Some works show how difficult it is to draw clear boundaries
between subgenres; however authors and readers often make a
distinction between fantasy and SF. In general, science fiction is
the literature of things that might someday be possible, and
fantasy is the literature of things that are inherently impossible.
Magic and
mythology are popular
themes in fantasy. Some
narratives are described as being essentially science fiction but
"with fantasy elements". The term "
science fantasy" is sometimes used to
describe such material.
Horror fiction
Horror fiction is the literature of the unnatural and
supernatural, with the aim of unsettling or
frightening the reader, sometimes with
graphic violence. Historically it has also
been known as
weird fiction. Although
horror is not
per se a branch of science fiction, many
works of horror literature incorporates science fictional elements.

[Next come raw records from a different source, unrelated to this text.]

#[cfg(test)]
mod tests {
    use super::*;

    struct FakeHandlers {
        last_debug_byte: Option<u64>,
        last_send_flags: Option<u64>,
    }

    impl SyscallHandlers for FakeHandlers {
        fn mem_alloc_frame(&mut self) -> Result<u64, ErrorCode> {
            Ok(0x1000)
        }

        fn mem_free_frame(&mut self, _frame_addr: u64) -> Result<u64, ErrorCode> {
            Ok(0)
        }

        fn mem_map(&mut self, _addr_hint: u64, len: u64, _prot: u64) -> Result<u64, ErrorCode> {
            if len == 0 {
                return Err(ErrorCode::InvalidArgument);
            }
            Ok(0x4000_0000)
        }

        fn mem_unmap(&mut self, _addr: u64, _len: u64) -> Result<u64, ErrorCode> {
            Ok(0)
        }

        fn mem_protect(&mut self, _addr: u64, _len: u64, _prot: u64) -> Result<u64, ErrorCode> {
            Ok(0)
        }

        fn conduit_create(&mut self, _name_ptr: u64, _name_len: u64, _capacity: u64) -> Result<u64, ErrorCode> {
            Ok(1)
        }

        fn conduit_open(&mut self, _name_ptr: u64, _name_len: u64) -> Result<u64, ErrorCode> {
            Err(ErrorCode::NotFound)
        }

        fn conduit_send(&mut self, handle: u64, _ptr: u64, _len: u64, flags: u64) -> Result<u64, ErrorCode> {
            if handle == 0 {
                return Err(ErrorCode::NotFound);
            }
            self.last_send_flags = Some(flags);
            Ok(4)
        }

        fn conduit_recv(&mut self, _handle: u64, _ptr: u64, _len: u64, _flags: u64) -> Result<u64, ErrorCode> {
            Err(ErrorCode::WouldBlock)
        }

        fn conduit_close(&mut self, _handle: u64) -> Result<u64, ErrorCode> {
            Ok(0)
        }

        fn task_spawn(&mut self, _entry: u64, _priority: u64) -> Result<u64, ErrorCode> {
            Ok(2)
        }

        fn task_yield(&mut self) -> Result<u64, ErrorCode> {
            Ok(0)
        }

        fn task_exit(&mut self, _code: u64) -> Result<u64, ErrorCode> {
            Ok(0)
        }

        fn task_sleep(&mut self, _microseconds: u64) -> Result<u64, ErrorCode> {
            Err(ErrorCode::PermissionDenied)
        }

        fn query_time(&mut self) -> Result<u64, ErrorCode> {
            Ok(0)
        }

        fn capability_request(&mut self, _kind: u64) -> Result<u64, ErrorCode> {
            Err(ErrorCode::PermissionDenied)
        }

        fn capability_drop(&mut self, _capability_id: u64) -> Result<u64, ErrorCode> {
            Err(ErrorCode::PermissionDenied)
        }

        fn debug_write(&mut self, byte: u64) -> Result<u64, ErrorCode> {
            self.last_debug_byte = Some(byte);
            Ok(0)
        }
    }

    fn empty_frame(rax: u64, rdi: u64, rsi: u64, rdx: u64) -> TrapFrame {
        TrapFrame {
            rip: 0,
            cs: 0,
            rflags: 0,
            rsp: 0,
            ss: 0,
            rax,
            rbx: 0,
            rcx: 0,
            rdx,
            rsi,
            rdi,
            rbp: 0,
            r8: 0,
            r9: 0,
            r10: 0,
            r11: 0,
            r12: 0,
            r13: 0,
            r14: 0,
            r15: 0,
        }
    }

    #[test]
    fn unknown_opcode_returns_not_implemented() {
        let mut handlers = FakeHandlers { last_debug_byte: None, last_send_flags: None };
        let mut tf = empty_frame(0xFFFF, 0, 0, 0);
        dispatch(&mut tf, &mut handlers);
        assert_eq!(tf.rax, ErrorCode::NotImplemented.into_retval());
    }

    #[test]
    fn mem_map_success_returns_address() {
        let mut handlers = FakeHandlers { last_debug_byte: None, last_send_flags: None };
        let mut tf = empty_frame(Sysno::MemMap as u64, 0, 4096, 0);
        dispatch(&mut tf, &mut handlers);
        assert_eq!(tf.rax, 0x4000_0000);
    }

    #[test]
    fn mem_map_failure_encodes_error_above_error_base() {
        let mut handlers = FakeHandlers { last_debug_byte: None, last_send_flags: None };
        let mut tf = empty_frame(Sysno::MemMap as u64, 0, 0, 0);
        dispatch(&mut tf, &mut handlers);
        assert_eq!(
            ErrorCode::from_retval(tf.rax),
            Some(ErrorCode::InvalidArgument)
        );
    }

    #[test]
    fn debug_write_reaches_handler_with_low_byte() {
        let mut handlers = FakeHandlers { last_debug_byte: None, last_send_flags: None };
        let mut tf = empty_frame(Sysno::DebugWrite as u64, 0x41, 0, 0);
        dispatch(&mut tf, &mut handlers);
        assert_eq!(handlers.last_debug_byte, Some(0x41));
        assert_eq!(tf.rax, 0);
    }

    #[test]
    fn conduit_recv_would_block_round_trips_through_retval() {
        let mut handlers = FakeHandlers { last_debug_byte: None, last_send_flags: None };
        let mut tf = empty_frame(Sysno::ConduitRecv as u64, 1, 0, 0);
        dispatch(&mut tf, &mut handlers);
        assert_eq!(ErrorCode::from_retval(tf.rax), Some(ErrorCode::WouldBlock));
    }

    #[test]
    fn conduit_send_flags_arrive_through_r10() {
        let mut handlers = FakeHandlers { last_debug_byte: None, last_send_flags: None };
        let mut tf = empty_frame(Sysno::ConduitSend as u64, 1, 0, 0);
        tf.r10 = CONDUIT_FLAG_NON_BLOCKING;
        dispatch(&mut tf, &mut handlers);
        assert_eq!(handlers.last_send_flags, Some(CONDUIT_FLAG_NON_BLOCKING));
    }

    #[test]
    fn conduit_open_not_found_round_trips_through_retval() {
        let mut handlers = FakeHandlers { last_debug_byte: None, last_send_flags: None };
        let mut tf = empty_frame(Sysno::ConduitOpen as u64, 0, 0, 0);
        dispatch(&mut tf, &mut handlers);
        assert_eq!(ErrorCode::from_retval(tf.rax), Some(ErrorCode::NotFound));
    }

    #[test]
    fn error_code_retval_round_trips_for_every_variant() {
        let variants = [
            ErrorCode::InvalidArgument,
            ErrorCode::PermissionDenied,
            ErrorCode::NotImplemented,
            ErrorCode::OutOfMemory,
            ErrorCode::NoResources,
            ErrorCode::AlreadyExists,
            ErrorCode::BrokenPipe,
            ErrorCode::MessageTooLarge,
            ErrorCode::WouldBlock,
            ErrorCode::NotFound,
        ];
        for e in variants {
            assert_eq!(ErrorCode::from_retval(e.into_retval()), Some(e));
        }
    }
}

One of the defining classical works of horror,
Mary Shelley's novel
Frankenstein, is the first fully-realized
work of science fiction, where the manufacture of the monster is
given a rigorous science-fictional grounding. The works of
Edgar Allan Poe also helped define both the
science fiction and the horror genres. Today horror is one of the
most popular categories of
films.
Horror is
often mistakenly categorized as science fiction at the point of
distribution by libraries, video rental outlets, etc. For example,
the Sci fi Channel
(distributed via cable and satellite television in the United States
) currently devotes a majority of its air time to horror films with very few science
fiction titles.
Mystery fiction
Works in which science and technology are a dominant theme, but
based on current reality, may be considered mainstream fiction.
Much of the
thriller genre would be
included, such as the novels of
Tom
Clancy or
Michael Crichton, or
the
James Bond films.
Modernist works from writers like
Kurt Vonnegut,
Philip K. Dick,
and
Stanisław Lem have focused on
speculative or
existential
perspectives on contemporary reality and are on the borderline
between SF and the mainstream. According to
Robert J. Sawyer, "Science fiction and mystery have a
great deal in common. Both prize the intellectual process of puzzle
solving, and both require stories to be plausible and hinge on the
way things really do work."
Isaac
Asimov,
Walter Mosley, and other
writers incorporate mystery elements in their science fiction, and
vice versa.
Superhero fiction
Superhero fiction is a genre characterized by beings with much
higher than usual capability and prowess, generally with a desire
or need to help the citizens of their chosen country or world by
using his or her powers to defeat natural or superpowered threats.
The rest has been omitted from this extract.